MEREPOSISI TUJUAN DAN STRATEGI PENERBITAN SUKUK (HARIAN KONTAN, OPINI, 21 AGUSTUS 2009)

Oleh: Khairunnisa Musari (Mahasiswa S3 Ilmu Ek Islam Unair, Surabaya)

Dalam upaya mendiversifikasi investor surat berharga, pemerintah kini gencar menerbitkan Surat Berharga Syariah Negara (SBSN) atau sukuk. Sayangnya, sukuk kerap diposisikan sama dengan Surat Utang Negara (SUN). Dibutuhkan reposisi agar tujuan, sasaran, dan strategi penerbitan sukuk menjadi lebih optimal.

Untuk menutup defisit Anggaran Pendapatan dan Belanja Negara (APBN) 2009 ini, pemerintah pada 18 Agustus lalu menerbitkan SUN sebanyak empat seri dengan perolehan Rp 2 triliun. Melalui Undang-Undang (UU) Nomor 24 Tahun 2002, pemerintah memang diberi wewenang untuk menerbitkan SUN sebagai sumber pembiayaan dalam mengatasi defisit anggaran atau menutup kekurangan kas jangka pendek atau mengelola portofolio utang negara.

Dalam upaya menggali alternatif instrumen yang mendukung diversifikasi investor surat berharga, pemerintah melirik SBSN atau sukuk. Akhir Juli lalu, pemerintah kembali berencana menerbitkan sukuk dengan cara lelang. Melalui UU Nomor 19 Tahun 2008, pemerintah diberi landasan hukum untuk melakukan transaksi pengadaan pembiayaan dan pengelolaan portofolio berbasis syari’ah. Berbeda dengan SUN, tujuan utama penerbitan sukuk selain untuk pembiayaan APBN, juga untuk pembiayaan kegiatan proyek pemerintah, terutama pembangunan infrastruktur.
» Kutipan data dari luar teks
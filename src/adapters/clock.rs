//! Clock implementations.

use async_trait::async_trait;
use std::sync::{Mutex, PoisonError};
use std::time::Duration;
use tokio::time::Instant;

use crate::domain::ports::Clock;

/// Wall-clock time through tokio's timer.
///
/// Honours `tokio::time::pause`, so tests running with a paused runtime
/// get deterministic timing as well.
#[derive(Debug, Clone, Copy, Default)]
pub struct TokioClock;

#[async_trait]
impl Clock for TokioClock {
    fn now(&self) -> Instant {
        Instant::now()
    }

    async fn sleep(&self, duration: Duration) {
        tokio::time::sleep(duration).await;
    }
}

/// Virtual clock that only moves when slept on or advanced by hand.
///
/// `sleep` advances the clock by the requested duration and yields once,
/// so a forty minute wait completes immediately while every elapsed-time
/// calculation still sees forty minutes pass. A sleep raced against a
/// probe that suspends jumps straight to its end, so probes used with this
/// clock should answer without waiting.
#[derive(Debug)]
pub struct ManualClock {
    origin: Instant,
    offset: Mutex<Duration>,
}

impl ManualClock {
    pub fn new() -> Self {
        Self {
            origin: Instant::now(),
            offset: Mutex::new(Duration::ZERO),
        }
    }

    /// Move the clock forward, e.g. to model probe latency.
    pub fn advance(&self, duration: Duration) {
        let mut offset = self.offset.lock().unwrap_or_else(PoisonError::into_inner);
        *offset += duration;
    }

    /// Virtual time passed since the clock was created.
    pub fn elapsed(&self) -> Duration {
        *self.offset.lock().unwrap_or_else(PoisonError::into_inner)
    }
}

impl Default for ManualClock {
    fn default() -> Self {
        Self::new()
    }
}

#[async_trait]
impl Clock for ManualClock {
    fn now(&self) -> Instant {
        self.origin + self.elapsed()
    }

    async fn sleep(&self, duration: Duration) {
        self.advance(duration);
        tokio::task::yield_now().await;
    }
}

#[cfg(test)]
mod tests {
    use super::*;

    #[tokio::test]
    async fn test_manual_clock_sleep_advances_time() {
        let clock = ManualClock::new();
        let start = clock.now();

        clock.sleep(Duration::from_secs(600)).await;
        clock.advance(Duration::from_millis(250));

        assert_eq!(clock.now() - start, Duration::from_millis(600_250));
        assert_eq!(clock.elapsed(), Duration::from_millis(600_250));
    }

    #[tokio::test(start_paused = true)]
    async fn test_tokio_clock_follows_paused_runtime() {
        let clock = TokioClock;
        let start = clock.now();

        clock.sleep(Duration::from_secs(30)).await;

        assert!(clock.now() - start >= Duration::from_secs(30));
    }
}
Dalam perkembangannya, banyak pihak memposisikan keberadaan sukuk sama dengan SUN. Sukuk kini dipandang tidak lebih sebagai instrumen untuk menutupi defisit anggaran. Terlebih lagi, belum diketahui secara jelas apa dan bagaimana pemanfaatan dari sukuk yang sudah diterbitkan pemerintah selama ini. Padahal, jika dikaji lebih dalam, sukuk dengan ragam akadnya dapat dimanfaatkan untuk membiayai pembangunan.

Mereposisi Tujuan
Dalam peta kebijakan fiskal, penerbitan SUN maupun sukuk termasuk dalam sumber pembiayaan dan pengelolaan portofolio utang negara. Pengelolaan utang selain terkait dengan cara mengisi kesenjangan pembiayaan, dalam jangka panjang juga berperan dalam pengelolaan portofolio yang mendukung kesinambungan fiskal. Hadirnya regulasi SUN dan sukuk menjadi standing appropriation bagi penerbitan instrumen utang dalam bentuk surat berharga negara.
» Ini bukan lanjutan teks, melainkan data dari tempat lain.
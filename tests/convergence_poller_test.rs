//! Integration tests for ConvergencePoller timing and outcomes.

mod common;

use std::collections::VecDeque;
use std::sync::atomic::{AtomicUsize, Ordering};
use std::sync::{Arc, Mutex};
use std::time::Duration;

use dbconverge::adapters::{ManualClock, TokioClock};
use dbconverge::domain::error::{GatewayError, PollFailure};
use dbconverge::domain::models::{InstanceStatus, PollOutcome, PollSpec, ProbeResult, TargetState};
use dbconverge::services::ConvergencePoller;
use tokio_util::sync::CancellationToken;

const UNIT: Duration = Duration::from_secs(1);

fn spec(target: TargetState, pending: &[&str], interval: Duration, timeout: Duration) -> PollSpec {
    PollSpec::builder(target)
        .pending(pending.iter().copied())
        .min_interval(interval)
        .timeout(timeout)
        .build()
        .unwrap()
}

/// Probe replaying a script, repeating the last step once exhausted.
#[derive(Clone)]
struct Script {
    steps: Arc<Mutex<VecDeque<ProbeResult<InstanceStatus>>>>,
    calls: Arc<AtomicUsize>,
}

impl Script {
    fn new(labels: &[&str]) -> Self {
        Self::from_results(
            labels
                .iter()
                .map(|l| ProbeResult::Observed(InstanceStatus::parse(l)))
                .collect(),
        )
    }

    fn from_results(steps: Vec<ProbeResult<InstanceStatus>>) -> Self {
        Self {
            steps: Arc::new(Mutex::new(steps.into())),
            calls: Arc::new(AtomicUsize::new(0)),
        }
    }

    fn next(&self) -> ProbeResult<InstanceStatus> {
        self.calls.fetch_add(1, Ordering::SeqCst);
        let mut steps = self.steps.lock().unwrap();
        if steps.len() > 1 {
            steps.pop_front().unwrap()
        } else {
            steps.front().cloned().unwrap()
        }
    }

    fn calls(&self) -> usize {
        self.calls.load(Ordering::SeqCst)
    }
}

#[tokio::test]
async fn test_fast_convergence() {
    let clock = Arc::new(ManualClock::new());
    let poller = ConvergencePoller::new(clock.clone());
    let script = Script::new(&["creating", "creating", "available"]);
    let probe = script.clone();

    let outcome = poller
        .wait(
            &spec(TargetState::status("available"), &["creating"], UNIT, UNIT * 10),
            &CancellationToken::new(),
            move || std::future::ready(probe.next()),
        )
        .await;

    assert!(matches!(outcome, PollOutcome::Converged(InstanceStatus::Available)));
    assert_eq!(script.calls(), 3);
    assert_eq!(clock.elapsed(), UNIT * 2);
}

#[tokio::test]
async fn test_stuck_resource_times_out_at_the_deadline() {
    let clock = Arc::new(ManualClock::new());
    let poller = ConvergencePoller::new(clock.clone());
    let script = Script::new(&["creating"]);
    let probe = script.clone();

    let outcome = poller
        .wait(
            &spec(TargetState::status("available"), &["creating"], UNIT, UNIT * 5),
            &CancellationToken::new(),
            move || std::future::ready(probe.next()),
        )
        .await;

    match outcome {
        PollOutcome::TimedOut {
            last_status,
            elapsed,
        } => {
            assert_eq!(last_status, Some(InstanceStatus::Creating));
            assert_eq!(elapsed, UNIT * 5);
        }
        other => panic!("Expected TimedOut, got {}", other.label()),
    }
    // 0s, 1s, 2s, 3s, 4s; none at the deadline itself
    assert_eq!(script.calls(), 5);
}

#[tokio::test]
async fn test_deletion_completes_on_not_found() {
    let poller = ConvergencePoller::new(Arc::new(ManualClock::new()));
    let script = Script::from_results(vec![
        ProbeResult::Observed(InstanceStatus::Deleting),
        ProbeResult::Observed(InstanceStatus::Deleting),
        ProbeResult::NotFound,
    ]);
    let probe = script.clone();

    let outcome = poller
        .wait(
            &spec(TargetState::Gone, &["deleting", "available"], UNIT, UNIT * 10),
            &CancellationToken::new(),
            move || std::future::ready(probe.next()),
        )
        .await;

    assert!(outcome.is_vanished());
    assert_eq!(script.calls(), 3);
}

#[tokio::test]
async fn test_probe_error_reports_last_status() {
    let poller = ConvergencePoller::new(Arc::new(ManualClock::new()));
    let script = Script::from_results(vec![
        ProbeResult::Observed(InstanceStatus::Creating),
        ProbeResult::Error(GatewayError::Transport("connection reset".to_string())),
        ProbeResult::Observed(InstanceStatus::Available),
    ]);
    let probe = script.clone();

    let outcome = poller
        .wait(
            &spec(TargetState::status("available"), &["creating"], UNIT, UNIT * 10),
            &CancellationToken::new(),
            move || std::future::ready(probe.next()),
        )
        .await;

    match outcome {
        PollOutcome::Failed(PollFailure::ProbeFailed {
            source,
            last_status,
        }) => {
            assert_eq!(source, GatewayError::Transport("connection reset".to_string()));
            assert_eq!(last_status, Some(InstanceStatus::Creating));
        }
        other => panic!("Expected ProbeFailed, got {}", other.label()),
    }
    assert_eq!(script.calls(), 2);
}

#[tokio::test]
async fn test_cancel_between_second_and_third_probe() {
    let clock = Arc::new(ManualClock::new());
    let poller = ConvergencePoller::new(clock.clone());
    let script = Script::new(&["creating"]);
    let probe = script.clone();
    let cancel = CancellationToken::new();
    let trigger = cancel.clone();

    let outcome = poller
        .wait(
            &spec(TargetState::status("available"), &["creating"], UNIT, UNIT * 10),
            &cancel,
            move || {
                let result = probe.next();
                if probe.calls() == 2 {
                    trigger.cancel();
                }
                std::future::ready(result)
            },
        )
        .await;

    match outcome {
        PollOutcome::Cancelled {
            last_status,
            elapsed,
        } => {
            assert_eq!(last_status, Some(InstanceStatus::Creating));
            assert_eq!(elapsed, UNIT);
        }
        other => panic!("Expected Cancelled, got {}", other.label()),
    }
    assert_eq!(script.calls(), 2);
}

#[tokio::test(start_paused = true)]
async fn test_cancel_interrupts_the_sleep() {
    let poller = ConvergencePoller::new(Arc::new(TokioClock));
    let script = Script::new(&["creating"]);
    let probe = script.clone();
    let cancel = CancellationToken::new();
    let trigger = cancel.clone();
    let wait_spec = spec(
        TargetState::status("available"),
        &["creating"],
        UNIT * 10,
        UNIT * 600,
    );

    let handle = tokio::spawn(async move {
        poller
            .wait(&wait_spec, &cancel, move || std::future::ready(probe.next()))
            .await
    });

    tokio::time::sleep(UNIT * 15).await;
    trigger.cancel();
    let outcome = handle.await.unwrap();

    match outcome {
        PollOutcome::Cancelled { elapsed, .. } => {
            assert!(elapsed >= UNIT * 15 && elapsed < UNIT * 20, "{elapsed:?}");
        }
        other => panic!("Expected Cancelled, got {}", other.label()),
    }
    // 0s and 10s; cancelled while sleeping towards 20s
    assert_eq!(script.calls(), 2);
}

#[tokio::test]
async fn test_unexpected_status_short_circuits() {
    let clock = Arc::new(ManualClock::new());
    let poller = ConvergencePoller::new(clock.clone());
    let script = Script::new(&["creating", "failed", "available"]);
    let probe = script.clone();

    let outcome = poller
        .wait(
            &spec(TargetState::status("available"), &["creating"], UNIT, UNIT * 10),
            &CancellationToken::new(),
            move || std::future::ready(probe.next()),
        )
        .await;

    assert!(matches!(
        outcome,
        PollOutcome::Failed(PollFailure::UnexpectedState { ref status, .. }) if status.as_str() == "failed"
    ));
    assert_eq!(script.calls(), 2);
    assert_eq!(clock.elapsed(), UNIT);
}

#[tokio::test]
async fn test_probes_are_spaced_by_min_interval() {
    let clock = Arc::new(ManualClock::new());
    let poller = ConvergencePoller::new(clock.clone());
    let seen = Arc::new(Mutex::new(Vec::new()));
    let script = Script::new(&["creating", "creating", "creating", "available"]);

    let probe_clock = clock.clone();
    let probe_seen = seen.clone();
    let probe = script.clone();
    let policy = PollSpec::builder(TargetState::status("available"))
        .pending(["creating"])
        .initial_delay(UNIT * 3)
        .min_interval(UNIT * 2)
        .timeout(UNIT * 60)
        .build()
        .unwrap();

    let outcome = poller
        .wait(&policy, &CancellationToken::new(), move || {
            probe_seen.lock().unwrap().push(probe_clock.elapsed());
            std::future::ready(probe.next())
        })
        .await;

    assert!(outcome.is_converged());
    assert_eq!(
        *seen.lock().unwrap(),
        vec![UNIT * 3, UNIT * 5, UNIT * 7, UNIT * 9]
    );
}

#[tokio::test(start_paused = true)]
async fn test_hung_probe_times_out_at_the_deadline() {
    let poller = ConvergencePoller::new(Arc::new(TokioClock));
    let calls = Arc::new(AtomicUsize::new(0));
    let counter = calls.clone();
    let started = tokio::time::Instant::now();

    // First describe answers, the second never returns.
    let wait_spec = spec(TargetState::status("available"), &["creating"], UNIT, UNIT * 5);
    let cancel = CancellationToken::new();
    let wait = poller.wait(
        &wait_spec,
        &cancel,
        move || {
            let n = counter.fetch_add(1, Ordering::SeqCst);
            async move {
                if n == 0 {
                    ProbeResult::Observed(InstanceStatus::Creating)
                } else {
                    std::future::pending().await
                }
            }
        },
    );
    let outcome = tokio::time::timeout(UNIT * 3600, wait)
        .await
        .expect("wait should end at its own deadline");

    match outcome {
        PollOutcome::TimedOut {
            last_status,
            elapsed,
        } => {
            assert_eq!(last_status, Some(InstanceStatus::Creating));
            assert_eq!(elapsed, UNIT * 5);
        }
        other => panic!("Expected TimedOut, got {}", other.label()),
    }
    assert_eq!(started.elapsed(), UNIT * 5);
    assert_eq!(calls.load(Ordering::SeqCst), 2);
}

#[tokio::test]
async fn test_hung_first_probe_times_out_on_virtual_clock() {
    let clock = Arc::new(ManualClock::new());
    let poller = ConvergencePoller::new(clock.clone());

    let outcome = poller
        .wait(
            &spec(TargetState::status("available"), &["creating"], UNIT, UNIT * 5),
            &CancellationToken::new(),
            std::future::pending::<ProbeResult<InstanceStatus>>,
        )
        .await;

    assert!(matches!(
        outcome,
        PollOutcome::TimedOut {
            last_status: None,
            ..
        }
    ));
    assert_eq!(clock.elapsed(), UNIT * 5);
}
Berbeda dengan SUN, keberadaan sukuk tidak lepas dari konsep fiskal dalam Islam. Sukuk tidak hanya berpotensi mengganti ketergantungan pemerintah terhadap utang, tetapi sukuk juga dapat menyerap dan mendayagunakan potensi dana menganggur di dalam negeri untuk membiayai proyek-proyek pemerintah. Tidak hanya itu, bagi industri perbankan dan keuangan Islam, sukuk juga dapat berfungsi sebagai instrumen keuangan untuk mengelola likuiditas dan portofolio.
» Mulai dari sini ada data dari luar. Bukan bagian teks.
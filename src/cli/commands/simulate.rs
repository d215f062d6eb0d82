//! Simulate command: drive a full instance lifecycle against the in-memory provider.

use anyhow::{Context, Result};
use clap::Args;
use serde::Serialize;
use std::path::PathBuf;
use std::sync::Arc;
use tokio_util::sync::CancellationToken;
use tracing::warn;

use crate::adapters::{FileRecordStore, ManualClock, SimulatedGateway, SimulationScript, TokioClock};
use crate::cli::output::{output, CommandOutput};
use crate::domain::error::LifecycleError;
use crate::domain::models::{
    Config, DbInstanceConfig, FinalSnapshot, InstanceStatus, Password, ResourceRecord, Tags,
};
use crate::domain::ports::{Clock, RecordStore};
use crate::services::{LifecycleController, LifecyclePolicies, RefreshOutcome};

#[derive(Args, Debug)]
pub struct SimulateArgs {
    /// Instance identifier
    pub identifier: String,

    /// Read the full instance definition from a YAML file instead of flags
    #[arg(long, conflicts_with_all = ["engine", "engine_version", "instance_class", "allocated_storage"])]
    pub definition: Option<PathBuf>,

    /// Database engine
    #[arg(long, default_value = "postgres")]
    pub engine: String,

    /// Engine version
    #[arg(long, default_value = "15.4")]
    pub engine_version: String,

    /// Instance class
    #[arg(long, default_value = "db.t3.micro")]
    pub instance_class: String,

    /// Allocated storage in GiB
    #[arg(long, default_value_t = 20)]
    pub allocated_storage: u32,

    /// Tags to reconcile after bring-up (KEY=VALUE, repeatable)
    #[arg(short, long = "tag", value_parser = parse_tag)]
    pub tags: Vec<(String, String)>,

    /// Name of the final snapshot to take on tear-down
    #[arg(long)]
    pub final_snapshot: Option<String>,

    /// Statuses reported after create, overriding the configured script
    #[arg(long, value_delimiter = ',')]
    pub create_statuses: Vec<String>,

    /// Leave the instance up instead of tearing it down
    #[arg(long)]
    pub keep: bool,

    /// Sleep for real instead of advancing a virtual clock
    #[arg(long)]
    pub real_time: bool,
}

fn parse_tag(raw: &str) -> Result<(String, String), String> {
    match raw.split_once('=') {
        Some((key, value)) if !key.is_empty() => Ok((key.to_string(), value.to_string())),
        _ => Err(format!("expected KEY=VALUE, got '{raw}'")),
    }
}

#[derive(Debug, Serialize)]
pub struct StepOutput {
    pub operation: String,
    pub success: bool,
    pub detail: String,
}

#[derive(Debug, Serialize)]
pub struct SimulationOutput {
    pub identifier: String,
    pub steps: Vec<StepOutput>,
    pub final_status: Option<String>,
    pub endpoint: Option<String>,
    pub elapsed_virtual_secs: Option<u64>,
    pub gateway_calls: GatewayCalls,
}

#[derive(Debug, Serialize)]
pub struct GatewayCalls {
    pub create: usize,
    pub describe: usize,
    pub update_tags: usize,
    pub delete: usize,
}

impl CommandOutput for SimulationOutput {
    fn to_human(&self) -> String {
        let mut lines = vec![format!("Simulated lifecycle for {}:\n", self.identifier)];
        lines.push(format!("{:<12} {:<8} {}", "STEP", "RESULT", "DETAIL"));
        lines.push("-".repeat(60));
        for step in &self.steps {
            lines.push(format!(
                "{:<12} {:<8} {}",
                step.operation,
                if step.success { "ok" } else { "failed" },
                step.detail
            ));
        }
        lines.push(String::new());
        lines.push(format!(
            "Final status: {}",
            self.final_status.as_deref().unwrap_or("gone")
        ));
        if let Some(endpoint) = &self.endpoint {
            lines.push(format!("Endpoint: {endpoint}"));
        }
        if let Some(secs) = self.elapsed_virtual_secs {
            lines.push(format!("Virtual time elapsed: {secs}s"));
        }
        lines.push(format!(
            "Gateway calls: create={} describe={} update_tags={} delete={}",
            self.gateway_calls.create,
            self.gateway_calls.describe,
            self.gateway_calls.update_tags,
            self.gateway_calls.delete
        ));
        lines.join("\n")
    }
}

struct Run {
    steps: Vec<StepOutput>,
}

impl Run {
    fn record<T>(
        &mut self,
        operation: &str,
        result: &Result<T, LifecycleError>,
        ok: impl FnOnce(&T) -> String,
    ) {
        let (success, detail) = match result {
            Ok(value) => (true, ok(value)),
            Err(err) => (false, err.to_string()),
        };
        self.steps.push(StepOutput {
            operation: operation.to_string(),
            success,
            detail,
        });
    }
}

pub async fn execute(args: SimulateArgs, config: &Config, json_mode: bool) -> Result<()> {
    let definition = load_definition(&args).await?;
    let desired: Tags = args.tags.iter().cloned().collect();

    let mut script = SimulationScript::from(&config.simulation);
    if !args.create_statuses.is_empty() {
        script.create = args
            .create_statuses
            .iter()
            .map(|s| InstanceStatus::parse(s))
            .collect();
    }
    let gateway = Arc::new(SimulatedGateway::with_script(script));

    let manual = (config.simulation.virtual_time && !args.real_time)
        .then(|| Arc::new(ManualClock::new()));
    let clock: Arc<dyn Clock> = match &manual {
        Some(clock) => clock.clone(),
        None => Arc::new(TokioClock),
    };

    let controller = LifecycleController::new(gateway.clone(), clock)
        .with_policies(LifecyclePolicies::from(&config.lifecycle));
    let store = FileRecordStore::new(&config.state.path);
    let key = definition.identifier.to_string();

    let cancel = CancellationToken::new();
    let on_interrupt = cancel.clone();
    tokio::spawn(async move {
        if tokio::signal::ctrl_c().await.is_ok() {
            warn!("interrupt received, cancelling wait");
            on_interrupt.cancel();
        }
    });

    let mut record = ResourceRecord::new();
    let mut run = Run { steps: Vec::new() };
    let outcome = drive(
        &controller,
        &store,
        &key,
        &mut record,
        &definition,
        &desired,
        &args,
        &cancel,
        &mut run,
    )
    .await;

    let snapshot = record.snapshot.as_ref();
    let out = SimulationOutput {
        identifier: key,
        steps: run.steps,
        final_status: record.last_status().map(|s| s.as_str().to_string()),
        endpoint: snapshot.and_then(|s| s.endpoint.as_ref()).map(ToString::to_string),
        elapsed_virtual_secs: manual.map(|clock| clock.elapsed().as_secs()),
        gateway_calls: GatewayCalls {
            create: gateway.create_calls(),
            describe: gateway.describe_calls(),
            update_tags: gateway.update_tags_calls(),
            delete: gateway.delete_calls(),
        },
    };
    output(&out, json_mode);

    outcome
}

#[allow(clippy::too_many_arguments)]
async fn drive(
    controller: &LifecycleController<SimulatedGateway>,
    store: &FileRecordStore,
    key: &str,
    record: &mut ResourceRecord,
    definition: &DbInstanceConfig,
    desired: &Tags,
    args: &SimulateArgs,
    cancel: &CancellationToken,
    run: &mut Run,
) -> Result<()> {
    let result = controller.bring_up(record, definition, cancel).await;
    run.record("create", &result, |_| {
        let endpoint = record.snapshot.as_ref().and_then(|s| s.endpoint.as_ref());
        match endpoint {
            Some(endpoint) => format!("available at {endpoint}"),
            None => "available".to_string(),
        }
    });
    result?;
    store.save(key, record).await.context("Failed to save record")?;

    if !desired.is_empty() || !record.tags.is_empty() {
        let result = controller.reconcile_tags(record, desired).await;
        run.record("update-tags", &result, |diff| {
            format!("{} set, {} removed", diff.set.len(), diff.remove.len())
        });
        store.save(key, record).await.context("Failed to save record")?;
        result?;
    }

    let result = controller.refresh(record).await;
    run.record("refresh", &result, |outcome| match outcome {
        RefreshOutcome::Updated(status) => format!("status {status}"),
        RefreshOutcome::Gone => "instance no longer exists".to_string(),
        RefreshOutcome::Untracked => "nothing to refresh".to_string(),
    });
    result?;
    store.save(key, record).await.context("Failed to save record")?;

    if args.keep {
        return Ok(());
    }

    let final_snapshot = FinalSnapshot::from_name(args.final_snapshot.as_deref());
    let result = controller.tear_down(record, &final_snapshot, cancel).await;
    run.record("delete", &result, |_| match final_snapshot.name() {
        Some(name) => format!("destroyed, final snapshot '{name}'"),
        None => "destroyed".to_string(),
    });
    result?;
    store.remove(key).await.context("Failed to remove record")?;

    Ok(())
}

async fn load_definition(args: &SimulateArgs) -> Result<DbInstanceConfig> {
    let Some(path) = &args.definition else {
        return Ok(DbInstanceConfig::new(
            args.identifier.as_str(),
            args.engine.as_str(),
            args.engine_version.as_str(),
            args.instance_class.as_str(),
            args.allocated_storage,
            "admin",
            Password::new("simulated"),
        ));
    };

    let raw = tokio::fs::read_to_string(path)
        .await
        .with_context(|| format!("Failed to read {}", path.display()))?;
    let mut definition: DbInstanceConfig = serde_yaml::from_str(&raw)
        .with_context(|| format!("Invalid instance definition in {}", path.display()))?;
    definition.identifier = args.identifier.as_str().into();
    Ok(definition)
}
Dengan karakternya yang khas, pemerintah hendaknya mereposisi tujuan penerbitan sukuk. Sukuk perlu dipetakan lebih jelas sebagai instrumen pembiayaan serta pengelola likuiditas dan portofolio. Tegasnya lagi, sukuk perlu diposisikan sebagai instrumen pembiayaan pembangunan fisik, pengelola excess and lack of liquidity, serta portofolio bisnis bagi industri perbankan dan keuangan syari’ah.

Mereposisi Sasaran
Dalam UU Sukuk terdapat pasal-pasal mengenai akad syari’ah yang dapat digunakan, yaitu: akad ijarah, akad mudarabah, akad musyarakah, dan akad ishtisna’a. Lebih jauh, sesungguhnya terdapat sejumlah akad strategis yang dapat menjadi sasaran guna merealisasikan pembangunan, utamanya pembangunan sektoral di Indonesia.

Pertama, sektor pertanian. Dalam ketetapan The Accounting and Auditing Organisation Of Islamic Financial Institutions (AAOIFI), investasi sukuk dapat berupa sertifikat hasil panen (muzara’a certificates), sertifikat irigasi (musaqa certificates), dan sertifikat pertanian (mugarasa certificates). Ketiganya jika diberdayakan dapat dimanfaatkan untuk membangun sektor pertanian. Belum lagi jika kita mendayagunakan sertifikat salam dan sertifikat mudharabah bil istishna’a.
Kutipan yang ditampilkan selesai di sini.